After a few years, the novelty of climbing a ladder to sleep loses some of its charm.  Eventually ,the bunk bed became two single beds and they faithfully followed us around the country as we moved from place to place. In my teen years I would spend a few weeks every summer sleeping on a old 'fold them up army cot' in the breezeway between the house and the garage.  For some reason, a sleeping bag and a canvas cot seemed more desirable than a perfectly good indoor bed.  From there I could smell the Wisconsin River, and hear the nighttime sounds, almost as well as sleeping in a tent in the woods. 

There was a time when sleeping in a tent seemed desirable, even though, in truth I never slept well in those conditions.  There is nothing that quite matches a rain soaked weekend in a tent with a air tube mattress, and a Sears and Roebuck sleeping bag.  Misery takes on a whole new meaning after enduring that. 

It has been a few years since we've camped out, and now I'm like Uncle John was when he came back from World War II.  He told my Aunt Marguerite not to even mention camping and, in fact he wasn't even interested in eating outside at a picnic table--he had done enough of that on the battlefields of Europe.

Dorm beds at college were another nocturnal experience, as they were not as wide as a single bed and sort of crammed into the desk and bookcase.  I guess the reason they were so narrow was because they were also required to serve as a couch with a hollow headboard designed to store the stuff that would not fit anywhere else.  I remember that you were allowed to change one sheet a week, and often we forgot to even do that.

After many years of marriage we moved from a hand me down double bed to a queen sized one with an expensive 'pillow top' mattress.  We purchased it at a mattress sale, not realising that there is always a mattress sale going on.  It just sits on a simple metal frame and we sometimes think about acquiring a nice headboard created by a skilled craftsman, or getting an elaborate four poster bed like some of the ones we've had in various Bed and Breakfast places we've stayed at.  This happens when we stub a toe on the metal edges.

The nice thing about four poster beds in B and Bs is someone else makes them up, just like Mom used to make up the top bunk.  She believed that beds should be made up as soon as they were empty, maybe a little sooner.  While I was glad to let her make up the bunk bed, it  instilled that notion in my brain that beds should be made when they are not being slept in.  We are not the neatest people by a long shot, but you rarely find an unmade bed in our house.

The best bed in our house is the antique cherry bed that is rarely used, because we almost never have enough overnight company to fill two extra bedrooms.  It is a great piece of furniture, and there is also a fantastic cherry dresser, a cherry desk, and a couple of cherry end tables--so for some reason we call it the cherry room.  The bed has a fine tall headboard and a fairly tall footboard that could serve as a headboard on most beds.  My father restored most of the cherry pieces, and no doubt stripped them of the fine patina that Antique Roadshow experts rave about.  I don't really mind since the thought of the hours he spent restoring the furniture is much more important to me.  The only problem is that the bed is a few inches too short for normal sized modern people--if it were only queen sized it would be perfect.
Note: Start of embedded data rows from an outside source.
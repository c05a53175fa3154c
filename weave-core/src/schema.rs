//! Chat history schema and its migrations.
//!
//! Migrations are applied in order; `schema_version` records how many have run.

const VERSION_TABLE: &str =
    "CREATE TABLE IF NOT EXISTS schema_version (version INTEGER NOT NULL) STRICT;";

/// One entry per schema version, oldest first. Never edit a shipped entry.
///
/// v1: `chats` keeps one row per conversation keyed by the session UUID text,
/// with the whole message list as JSON, replaced on every save.
const MIGRATIONS: &[&str] = &["
    CREATE TABLE IF NOT EXISTS chats (
        id          TEXT    PRIMARY KEY,
        title       TEXT    NOT NULL DEFAULT 'New Chat',
        messages    TEXT    NOT NULL,
        created_at  INTEGER NOT NULL,
        updated_at  INTEGER NOT NULL
    ) STRICT;
    CREATE INDEX IF NOT EXISTS chats_updated_at ON chats(updated_at DESC);
"];

/// Latest schema version this build knows about.
pub const CURRENT_VERSION: i64 = MIGRATIONS.len() as i64;

/// Brings `db` up to [`CURRENT_VERSION`]. Running it again is a no-op.
///
/// Each pending migration commits in its own `BEGIN IMMEDIATE` transaction.
///
/// # Errors
///
/// Returns `rusqlite::Error` when a statement fails.
pub fn migrate(db: &mut rusqlite::Connection) -> rusqlite::Result<()> {
    db.execute_batch(VERSION_TABLE)?;
    let applied: i64 = db.query_row(
        "SELECT COALESCE(MAX(version), 0) FROM schema_version",
        [],
        |row| row.get(0),
    )?;

    for (idx, sql) in MIGRATIONS.iter().enumerate().skip(applied.max(0) as usize) {
        let version = idx as i64 + 1;
        let tx = db.transaction_with_behavior(rusqlite::TransactionBehavior::Immediate)?;
        tx.execute_batch(sql)?;
        tx.execute("INSERT INTO schema_version (version) VALUES (?1)", [version])?;
        tx.commit()?;
        tracing::info!(version, "chat history schema migrated");
    }
    Ok(())
}
//! Glue between the UI and `weave-core`.
//!
//! `Workspace` owns the chat session, the file store, the upload queue and the
//! merge editor, and carries out the `KeyAction`s the keybinding dispatcher
//! cannot handle on `AppState` alone. Slow work (uploads, history listing)
//! runs on spawned tasks that report back through the event bus.

use std::time::Instant;

use tokio::sync::mpsc::UnboundedSender;
use weave_core::diff::side_by_side;
use weave_core::merge::{MergeEditor, Side, MODIFIED_FILE, ORIGINAL_FILE, RESULT_FILE};
use weave_core::types::Notice;
use weave_core::upload::{upload_all, PendingFile, UploadQueue};
use weave_core::{db, ChatSelection, ChatSession, FileStore, Transport, TransportEvent};

use crate::api::ApiClient;
use crate::app::{AppState, MergeView, Mode};
use crate::command::{self, InputCommand};
use crate::event::AppEvent;
use crate::ui::keybindings::KeyAction;
use crate::ui::{FileBadge, FileEntry, SessionView};

const CHAT_LIST_LIMIT: usize = 100;

#[derive(Debug, Clone, Copy, PartialEq, Eq)]
pub enum Flow {
    Continue,
    Quit,
}

pub struct Workspace<T: Transport> {
    pub session: ChatSession<T>,
    pub files: FileStore,
    pub uploads: UploadQueue,
    merge: MergeEditor,
    api: ApiClient,
    events: UnboundedSender<AppEvent>,
}

impl<T: Transport> Workspace<T> {
    pub fn new(session: ChatSession<T>, api: ApiClient, events: UnboundedSender<AppEvent>) -> Self {
        Self {
            session,
            files: FileStore::new(),
            uploads: UploadQueue::new(),
            merge: MergeEditor::new(),
            api,
            events,
        }
    }

    /// Borrowed snapshot of the session for the next frame.
    pub fn view(&self) -> SessionView<'_> {
        let files = self
            .files
            .all()
            .iter()
            .filter(|(path, _)| ![ORIGINAL_FILE, MODIFIED_FILE, RESULT_FILE].contains(&path.as_str()))
            .map(|(path, content)| FileEntry {
                path: path.clone(),
                badge: match self.files.old_content(path) {
                    None => FileBadge::Added,
                    Some(old) if old != content => FileBadge::Modified,
                    Some(_) => FileBadge::Unchanged,
                },
            })
            .collect();
        SessionView {
            messages: self.session.messages(),
            loading: self.session.is_loading(),
            model: &self.session.model().label,
            mode: self.session.mode(),
            uploading: self.uploads.is_busy(),
            attachments: self.uploads.attachments().len(),
            pending_commands: self.session.pending_commands(),
            files,
        }
    }

    /// Moves queued core notices into the UI.
    pub fn drain_notices(&mut self, state: &mut AppState) {
        let now = Instant::now();
        state.push_notices(self.session.take_notices(), now);
        state.push_notices(self.uploads.take_notices(), now);
    }

    pub async fn perform(&mut self, action: KeyAction, state: &mut AppState) -> Flow {
        match action {
            KeyAction::Continue => {}
            KeyAction::Quit => return Flow::Quit,
            KeyAction::Submit(text) => self.submit(text, state).await,
            KeyAction::Reload => self.session.reload(),
            KeyAction::Stop => self.session.stop(),
            KeyAction::ToggleMode => {
                let mode = self.session.mode().toggle();
                self.session.set_mode(mode);
            }
            KeyAction::NextModel => self.session.next_model(),
            KeyAction::OpenChatList => self.list_chats(state),
            KeyAction::SelectChat(selection) => {
                self.session.select_chat(&mut self.files, selection).await;
                state.chat_scroll.follow();
            }
            KeyAction::MergeApply { side, block } => self.merge_apply(side, block, state),
            KeyAction::MergeComplete => {
                self.merge.complete(&self.files);
                self.merge.unmount(&mut self.files);
            }
            KeyAction::MergeCancel => {
                self.merge.cancel();
                self.merge.unmount(&mut self.files);
            }
        }
        Flow::Continue
    }

    pub async fn on_transport(&mut self, event: TransportEvent, state: &mut AppState) {
        match event {
            TransportEvent::Fragment { message, is_final } => {
                self.session
                    .on_stream_fragment(&mut self.files, message, is_final)
                    .await;
            }
            TransportEvent::Error(message) => self.session.on_transport_error(&message),
            TransportEvent::Closed => self.session.on_transport_closed(),
        }
        self.drain_notices(state);
    }

    async fn submit(&mut self, text: String, state: &mut AppState) {
        match command::parse(&text) {
            InputCommand::Message(body) => {
                self.session.sync_workspace_files(&self.files);
                let attachments = self.uploads.take_attachments();
                if self.session.submit(&body, attachments) {
                    state.input.clear();
                    state.chat_scroll.follow();
                }
            }
            InputCommand::NewChat => {
                self.session
                    .select_chat(&mut self.files, ChatSelection(None))
                    .await;
                state.input.clear();
            }
            InputCommand::Attach(paths) => {
                state.input.clear();
                self.attach(paths, state);
            }
            InputCommand::Diff(path) => {
                let Some(current) = self.files.get_content(&path) else {
                    state.toast(Notice::error(format!("No such file: {path}")));
                    return;
                };
                let baseline = self.files.old_content(&path).unwrap_or_default();
                let rows = side_by_side(baseline, current);
                state.input.clear();
                state.open_diff(&path, rows);
            }
            InputCommand::Merge(path) => {
                state.input.clear();
                self.open_merge(path, state);
            }
            InputCommand::Invalid(name) => {
                state.toast(Notice::warning(format!("Unknown or incomplete command {name}")));
            }
        }
    }

    fn attach(&mut self, paths: Vec<std::path::PathBuf>, state: &mut AppState) {
        let mut pending = Vec::with_capacity(paths.len());
        for path in paths {
            match PendingFile::from_path(&path) {
                Ok(file) => pending.push(file),
                Err(e) => state.toast(Notice::error(format!("{}: {e}", path.display()))),
            }
        }
        let Some(batch) = self.uploads.begin(pending) else {
            self.drain_notices(state);
            return;
        };
        let api = self.api.clone();
        let tx = self.events.clone();
        tokio::spawn(async move {
            let outcome = upload_all(batch, |file| api.upload(file)).await;
            let _ = tx.send(AppEvent::UploadDone(outcome));
        });
        self.drain_notices(state);
    }

    fn open_merge(&mut self, path: String, state: &mut AppState) {
        let Some(modified) = self.files.get_content(&path).map(str::to_owned) else {
            state.toast(Notice::error(format!("No such file: {path}")));
            return;
        };
        let original = self.files.old_content(&path).unwrap_or_default().to_owned();

        let done_tx = self.events.clone();
        let target = path.clone();
        let cancel_tx = self.events.clone();
        self.merge = MergeEditor::new()
            .on_complete(move |result| {
                let _ = done_tx.send(AppEvent::MergeFinished { path: target.clone(), result });
            })
            .on_cancel(move || {
                let _ = cancel_tx.send(AppEvent::MergeCancelled);
            });
        self.merge.mount(&mut self.files, &original, &modified);

        state.merge = Some(MergeView {
            path,
            original,
            modified,
            blocks: self.merge.blocks().to_vec(),
            result: String::new(),
            selected: 0,
        });
        state.mode = Mode::Merge;
    }

    fn merge_apply(&mut self, side: Side, block: usize, state: &mut AppState) {
        let outcome = match side {
            Side::Original => self.merge.apply_original(&mut self.files, block),
            Side::Modified => self.merge.apply_modified(&mut self.files, block),
        };
        match outcome {
            Ok(outcome @ weave_core::merge::ApplyOutcome::Applied { .. }) => {
                state.toast(Notice::success(outcome.message()));
            }
            Ok(outcome) => state.toast(Notice::error(outcome.message())),
            Err(e) => state.toast(Notice::error(e.to_string())),
        }
        if let Some(view) = state.merge.as_mut() {
            self.merge.result().clone_into(&mut view.result);
        }
    }

    /// Writes a finished merge back to its workspace file.
    pub fn finish_merge(&mut self, path: &str, result: &str, state: &mut AppState) {
        self.files.update_content(path, result, true);
        state.close_overlay();
        state.toast(Notice::success(format!("Merged into {path}")));
    }

    fn list_chats(&self, state: &mut AppState) {
        let Some(conn) = self.session.history().cloned() else {
            state.toast(Notice::error("Chat history is unavailable"));
            return;
        };
        let tx = self.events.clone();
        tokio::spawn(async move {
            match db::list_chats(&conn, CHAT_LIST_LIMIT).await {
                Ok(rows) => {
                    let _ = tx.send(AppEvent::ChatsListed(rows));
                }
                Err(e) => tracing::error!(error = %e, "failed to list chats"),
            }
        });
    }
}
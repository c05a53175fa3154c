//! Keybinding dispatcher for weave.
//!
//! Translates crossterm `KeyEvent`s into `AppState` mutations and returns a
//! `KeyAction` for the work that needs the chat session or file store. The
//! dispatcher branches first on `state.mode` so each overlay has an isolated
//! handler.

use crossterm::event::{KeyCode, KeyEvent, KeyModifiers, MouseEvent, MouseEventKind};
use std::time::Instant;
use weave_core::merge::Side;
use weave_core::ChatSelection;

use crate::app::{AppState, Mode};

/// What the event loop should do after a key.
#[derive(Debug, Clone, PartialEq, Eq)]
pub enum KeyAction {
    Continue,
    Quit,
    /// The input line was submitted with this text.
    Submit(String),
    Reload,
    Stop,
    ToggleMode,
    NextModel,
    /// Load chat history rows, then show the list.
    OpenChatList,
    SelectChat(ChatSelection),
    MergeApply { side: Side, block: usize },
    MergeComplete,
    MergeCancel,
}

/// Dispatches a key event to the handler for the current mode.
pub fn handle_key(key: KeyEvent, state: &mut AppState) -> KeyAction {
    match state.mode {
        Mode::Input => handle_input(key, state),
        Mode::HelpOverlay => handle_help(key, state),
        Mode::ChatList => handle_chat_list(key, state),
        Mode::Diff => handle_diff(key, state),
        Mode::Merge => handle_merge(key, state),
        Mode::Modal => {
            state.close_overlay();
            KeyAction::Continue
        }
    }
}

// ---------------------------------------------------------------------------
// Input mode
// ---------------------------------------------------------------------------

fn handle_input(key: KeyEvent, state: &mut AppState) -> KeyAction {
    let ctrl = key.modifiers.contains(KeyModifiers::CONTROL);
    let now = Instant::now();

    match key.code {
        KeyCode::Char('c') if ctrl => KeyAction::Quit,
        KeyCode::Char('r') if ctrl => KeyAction::Reload,
        KeyCode::Char('x') if ctrl => KeyAction::Stop,
        KeyCode::Char('n') if ctrl => KeyAction::NextModel,
        KeyCode::Char('l') if ctrl => KeyAction::OpenChatList,
        KeyCode::Tab => KeyAction::ToggleMode,

        KeyCode::Enter => KeyAction::Submit(state.input.clone()),
        KeyCode::Backspace => {
            state.input.pop();
            KeyAction::Continue
        }

        KeyCode::Up => {
            state.chat_scroll.scroll_up(1, now);
            KeyAction::Continue
        }
        KeyCode::Down => {
            state.chat_scroll.scroll_down(1, now);
            KeyAction::Continue
        }
        KeyCode::PageUp => {
            let page = usize::from(state.chat_viewport_height.max(1));
            state.chat_scroll.scroll_up(page, now);
            KeyAction::Continue
        }
        KeyCode::PageDown => {
            let page = usize::from(state.chat_viewport_height.max(1));
            state.chat_scroll.scroll_down(page, now);
            KeyAction::Continue
        }
        KeyCode::End => {
            state.chat_scroll.follow();
            KeyAction::Continue
        }

        // Single-key shortcuts only while nothing has been typed.
        KeyCode::Char('?') if state.input.is_empty() => {
            state.help_scroll = 0;
            state.mode = Mode::HelpOverlay;
            KeyAction::Continue
        }
        KeyCode::Char('q') if state.input.is_empty() => KeyAction::Quit,
        KeyCode::Esc if state.input.is_empty() => KeyAction::Quit,

        KeyCode::Char(c) if !ctrl => {
            state.input.push(c);
            KeyAction::Continue
        }
        _ => KeyAction::Continue,
    }
}

// ---------------------------------------------------------------------------
// Overlays
// ---------------------------------------------------------------------------

fn handle_help(key: KeyEvent, state: &mut AppState) -> KeyAction {
    match key.code {
        KeyCode::Char('j') | KeyCode::Down => {
            state.help_scroll = state.help_scroll.saturating_add(1);
        }
        KeyCode::Char('k') | KeyCode::Up => {
            state.help_scroll = state.help_scroll.saturating_sub(1);
        }
        KeyCode::Char('?') | KeyCode::Esc | KeyCode::Char('q') => {
            state.mode = Mode::Input;
        }
        _ => {}
    }
    KeyAction::Continue
}

fn handle_chat_list(key: KeyEvent, state: &mut AppState) -> KeyAction {
    match key.code {
        KeyCode::Char('j') | KeyCode::Down => {
            state.chat_list_state.scroll_down_by(1);
            KeyAction::Continue
        }
        KeyCode::Char('k') | KeyCode::Up => {
            state.chat_list_state.scroll_up_by(1);
            KeyAction::Continue
        }
        KeyCode::Char('n') => {
            state.mode = Mode::Input;
            KeyAction::SelectChat(ChatSelection(None))
        }
        KeyCode::Enter => {
            let selection = state
                .selected_chat()
                .and_then(|c| uuid::Uuid::parse_str(&c.id).ok());
            state.mode = Mode::Input;
            match selection {
                Some(id) => KeyAction::SelectChat(ChatSelection(Some(id))),
                None => KeyAction::Continue,
            }
        }
        KeyCode::Esc | KeyCode::Char('q') => {
            state.mode = Mode::Input;
            KeyAction::Continue
        }
        _ => KeyAction::Continue,
    }
}

fn handle_diff(key: KeyEvent, state: &mut AppState) -> KeyAction {
    let ctrl = key.modifiers.contains(KeyModifiers::CONTROL);
    match key.code {
        KeyCode::Char('j') | KeyCode::Down => state.scroll_diff(true, 1),
        KeyCode::Char('k') | KeyCode::Up => state.scroll_diff(false, 1),
        KeyCode::Char('d') if ctrl => state.scroll_diff(true, 15),
        KeyCode::Char('u') if ctrl => state.scroll_diff(false, 15),
        KeyCode::Esc | KeyCode::Char('q') => state.close_overlay(),
        _ => {}
    }
    KeyAction::Continue
}

fn handle_merge(key: KeyEvent, state: &mut AppState) -> KeyAction {
    let block = state.merge.as_ref().map_or(0, |m| m.selected);
    match key.code {
        KeyCode::Char('h') => KeyAction::MergeApply { side: Side::Original, block },
        KeyCode::Char('l') => KeyAction::MergeApply { side: Side::Modified, block },
        KeyCode::Char('j') | KeyCode::Down => {
            state.select_merge_block(true);
            KeyAction::Continue
        }
        KeyCode::Char('k') | KeyCode::Up => {
            state.select_merge_block(false);
            KeyAction::Continue
        }
        KeyCode::Enter => KeyAction::MergeComplete,
        KeyCode::Esc => KeyAction::MergeCancel,
        _ => KeyAction::Continue,
    }
}

// ---------------------------------------------------------------------------
// Mouse events
// ---------------------------------------------------------------------------

/// Scroll wheel moves the chat, diff, or help view by 3 lines.
pub fn handle_mouse(mouse: MouseEvent, state: &mut AppState) -> KeyAction {
    let down = match mouse.kind {
        MouseEventKind::ScrollDown => true,
        MouseEventKind::ScrollUp => false,
        _ => return KeyAction::Continue,
    };
    let now = Instant::now();
    match state.mode {
        Mode::HelpOverlay if down => state.help_scroll = state.help_scroll.saturating_add(3),
        Mode::HelpOverlay => state.help_scroll = state.help_scroll.saturating_sub(3),
        Mode::Diff => state.scroll_diff(down, 3),
        Mode::Input if down => state.chat_scroll.scroll_down(3, now),
        Mode::Input => state.chat_scroll.scroll_up(3, now),
        _ => {}
    }
    KeyAction::Continue
}

#[cfg(test)]
mod tests {
    use super::*;
    use crate::app::MergeView;
    use weave_core::types::ChatSummary;

    fn press(code: KeyCode) -> KeyEvent {
        KeyEvent::new(code, KeyModifiers::NONE)
    }

    fn ctrl(c: char) -> KeyEvent {
        KeyEvent::new(KeyCode::Char(c), KeyModifiers::CONTROL)
    }

    fn type_text(state: &mut AppState, text: &str) {
        for c in text.chars() {
            handle_key(press(KeyCode::Char(c)), state);
        }
    }

    #[test]
    fn typing_then_enter_submits_the_line() {
        let mut state = AppState::default();
        type_text(&mut state, "hi q?");
        assert_eq!(state.input, "hi q?");
        assert_eq!(handle_key(press(KeyCode::Enter), &mut state), KeyAction::Submit("hi q?".into()));
    }

    #[test]
    fn shortcuts_only_when_input_empty() {
        let mut state = AppState::default();
        assert_eq!(handle_key(press(KeyCode::Char('?')), &mut state), KeyAction::Continue);
        assert_eq!(state.mode, Mode::HelpOverlay);
        handle_key(press(KeyCode::Esc), &mut state);
        assert_eq!(state.mode, Mode::Input);
        assert_eq!(handle_key(press(KeyCode::Char('q')), &mut state), KeyAction::Quit);
    }

    #[test]
    fn esc_keeps_a_typed_draft() {
        let mut state = AppState::default();
        type_text(&mut state, "draft");
        assert_eq!(handle_key(press(KeyCode::Esc), &mut state), KeyAction::Continue);
        assert_eq!(state.input, "draft");

        state.input.clear();
        assert_eq!(handle_key(press(KeyCode::Esc), &mut state), KeyAction::Quit);
    }

    #[test]
    fn control_keys_map_to_session_actions() {
        let mut state = AppState::default();
        assert_eq!(handle_key(ctrl('r'), &mut state), KeyAction::Reload);
        assert_eq!(handle_key(ctrl('x'), &mut state), KeyAction::Stop);
        assert_eq!(handle_key(ctrl('n'), &mut state), KeyAction::NextModel);
        assert_eq!(handle_key(ctrl('l'), &mut state), KeyAction::OpenChatList);
        assert_eq!(handle_key(press(KeyCode::Tab), &mut state), KeyAction::ToggleMode);
        assert!(state.input.is_empty());
    }

    #[test]
    fn chat_list_enter_selects_uuid_rows() {
        let id = uuid::Uuid::new_v4();
        let mut state = AppState::default();
        state.open_chat_list(vec![
            ChatSummary { id: "not-a-uuid".into(), title: "x".into(), updated_at: 0 },
            ChatSummary { id: id.to_string(), title: "y".into(), updated_at: 0 },
        ]);
        handle_key(press(KeyCode::Char('j')), &mut state);
        assert_eq!(
            handle_key(press(KeyCode::Enter), &mut state),
            KeyAction::SelectChat(ChatSelection(Some(id)))
        );
        assert_eq!(state.mode, Mode::Input);
    }

    #[test]
    fn merge_keys_target_selected_block() {
        let mut state = AppState::default();
        state.mode = Mode::Merge;
        state.merge = Some(MergeView {
            path: "a.js".into(),
            original: "a".into(),
            modified: "b".into(),
            blocks: Vec::new(),
            result: String::new(),
            selected: 0,
        });
        assert_eq!(
            handle_key(press(KeyCode::Char('h')), &mut state),
            KeyAction::MergeApply { side: Side::Original, block: 0 }
        );
        assert_eq!(
            handle_key(press(KeyCode::Char('l')), &mut state),
            KeyAction::MergeApply { side: Side::Modified, block: 0 }
        );
        assert_eq!(handle_key(press(KeyCode::Enter), &mut state), KeyAction::MergeComplete);
        assert_eq!(handle_key(press(KeyCode::Esc), &mut state), KeyAction::MergeCancel);
    }

    #[test]
    fn modal_is_dismissed_by_any_key() {
        let mut state = AppState::default();
        state.push_notices(
            vec![weave_core::types::Notice::Modal(weave_core::types::ModalKind::Login)],
            Instant::now(),
        );
        handle_key(press(KeyCode::Char('x')), &mut state);
        assert_eq!(state.mode, Mode::Input);
        assert!(state.modal.is_none());
        assert!(state.input.is_empty());
    }
}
My only other thoughts about beds take me  back to those rare occasions when we would visit my grandmother in the winter.  The unheated upstairs metal beds had feather ticks under layers of blankets and quilts.  Getting to bed would be like climbing into a soft refrigerator until the body heat warmed the frosted nest.  By morning it like a warm oven and you  would be like a fresh muffin, almost done. and very reluctant to be taken out.